* Task to complete: The response should consist solely of the lines running from the line with "hostname: &str) ->" to the end of the data, retyped exactly.

* Input records:

== Segment start ==

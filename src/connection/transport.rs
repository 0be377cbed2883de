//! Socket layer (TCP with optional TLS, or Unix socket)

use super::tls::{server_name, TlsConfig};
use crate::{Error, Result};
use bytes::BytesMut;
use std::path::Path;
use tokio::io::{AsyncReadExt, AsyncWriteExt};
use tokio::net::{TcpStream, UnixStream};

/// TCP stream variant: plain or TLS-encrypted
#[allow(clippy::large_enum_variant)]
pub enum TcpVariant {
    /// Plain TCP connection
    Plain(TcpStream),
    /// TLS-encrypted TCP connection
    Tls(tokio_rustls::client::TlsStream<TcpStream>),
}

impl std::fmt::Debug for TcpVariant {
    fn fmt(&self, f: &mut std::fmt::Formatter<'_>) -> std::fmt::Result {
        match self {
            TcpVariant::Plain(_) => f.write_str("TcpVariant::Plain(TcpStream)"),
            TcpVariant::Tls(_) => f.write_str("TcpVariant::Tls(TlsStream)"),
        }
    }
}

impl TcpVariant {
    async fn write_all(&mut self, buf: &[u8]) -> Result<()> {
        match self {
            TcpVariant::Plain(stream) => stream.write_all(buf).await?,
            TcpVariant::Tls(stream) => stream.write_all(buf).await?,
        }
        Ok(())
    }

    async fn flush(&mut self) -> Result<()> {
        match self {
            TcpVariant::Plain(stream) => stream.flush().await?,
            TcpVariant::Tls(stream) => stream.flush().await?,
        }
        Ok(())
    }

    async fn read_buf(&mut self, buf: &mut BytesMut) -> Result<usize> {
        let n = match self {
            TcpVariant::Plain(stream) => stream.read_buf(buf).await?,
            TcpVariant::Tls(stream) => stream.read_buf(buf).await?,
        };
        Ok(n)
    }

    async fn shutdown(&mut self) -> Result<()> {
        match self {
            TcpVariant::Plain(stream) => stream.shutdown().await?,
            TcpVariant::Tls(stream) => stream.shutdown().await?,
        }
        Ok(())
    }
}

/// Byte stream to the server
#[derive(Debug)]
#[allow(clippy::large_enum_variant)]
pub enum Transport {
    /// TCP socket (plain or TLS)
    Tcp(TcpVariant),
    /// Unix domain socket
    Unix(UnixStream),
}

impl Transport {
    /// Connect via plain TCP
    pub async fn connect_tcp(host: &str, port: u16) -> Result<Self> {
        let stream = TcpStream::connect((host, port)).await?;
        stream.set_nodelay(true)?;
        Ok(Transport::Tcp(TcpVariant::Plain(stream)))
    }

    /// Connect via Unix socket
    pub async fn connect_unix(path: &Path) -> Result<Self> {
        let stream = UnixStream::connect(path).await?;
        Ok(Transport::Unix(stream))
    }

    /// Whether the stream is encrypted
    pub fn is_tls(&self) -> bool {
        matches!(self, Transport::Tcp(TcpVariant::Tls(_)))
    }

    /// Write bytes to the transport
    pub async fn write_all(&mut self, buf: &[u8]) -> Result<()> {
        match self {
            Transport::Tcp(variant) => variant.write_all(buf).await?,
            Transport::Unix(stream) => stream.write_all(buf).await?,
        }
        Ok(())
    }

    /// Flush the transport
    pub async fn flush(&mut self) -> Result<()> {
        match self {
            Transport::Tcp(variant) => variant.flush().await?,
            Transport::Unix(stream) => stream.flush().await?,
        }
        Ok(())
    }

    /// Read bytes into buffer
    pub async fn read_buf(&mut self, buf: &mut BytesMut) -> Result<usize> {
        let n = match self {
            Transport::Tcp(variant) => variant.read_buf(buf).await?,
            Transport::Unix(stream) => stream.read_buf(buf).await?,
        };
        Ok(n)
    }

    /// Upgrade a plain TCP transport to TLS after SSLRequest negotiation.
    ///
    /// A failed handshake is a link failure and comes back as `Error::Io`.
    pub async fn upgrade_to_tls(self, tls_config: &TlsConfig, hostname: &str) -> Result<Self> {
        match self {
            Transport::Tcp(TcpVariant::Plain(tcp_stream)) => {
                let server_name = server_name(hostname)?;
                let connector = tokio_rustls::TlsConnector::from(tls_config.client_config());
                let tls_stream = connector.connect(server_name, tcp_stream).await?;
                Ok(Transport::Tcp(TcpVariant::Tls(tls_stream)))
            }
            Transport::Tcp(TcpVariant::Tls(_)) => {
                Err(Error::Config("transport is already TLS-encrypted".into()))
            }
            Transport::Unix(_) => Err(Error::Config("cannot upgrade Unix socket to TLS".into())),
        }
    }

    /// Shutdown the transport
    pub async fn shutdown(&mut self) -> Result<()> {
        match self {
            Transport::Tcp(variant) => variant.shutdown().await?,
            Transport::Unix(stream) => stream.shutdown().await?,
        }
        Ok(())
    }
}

== Segment end ==

* Exercise answer:
    pub async fn upgrade_to_tls(self, tls_config: &TlsConfig, hostname: &str) -> Result<Self> {
        match self {
            Transport::Tcp(TcpVariant::Plain(tcp_stream)) => {
                let server_name = server_name(hostname)?;
                let connector = tokio_rustls::TlsConnector::from(tls_config.client_config());
                let tls_stream = connector.connect(server_name, tcp_stream).await?;
                Ok(Transport::Tcp(TcpVariant::Tls(tls_stream)))
            }
            Transport::Tcp(TcpVariant::Tls(_)) => {
                Err(Error::Config("transport is already TLS-encrypted".into()))
            }
            Transport::Unix(_) => Err(Error::Config("cannot upgrade Unix socket to TLS".into())),
        }
    }

    /// Shutdown the transport
    pub async fn shutdown(&mut self) -> Result<()> {
        match self {
            Transport::Tcp(variant) => variant.shutdown().await?,
            Transport::Unix(stream) => stream.shutdown().await?,
        }
        Ok(())
    }
}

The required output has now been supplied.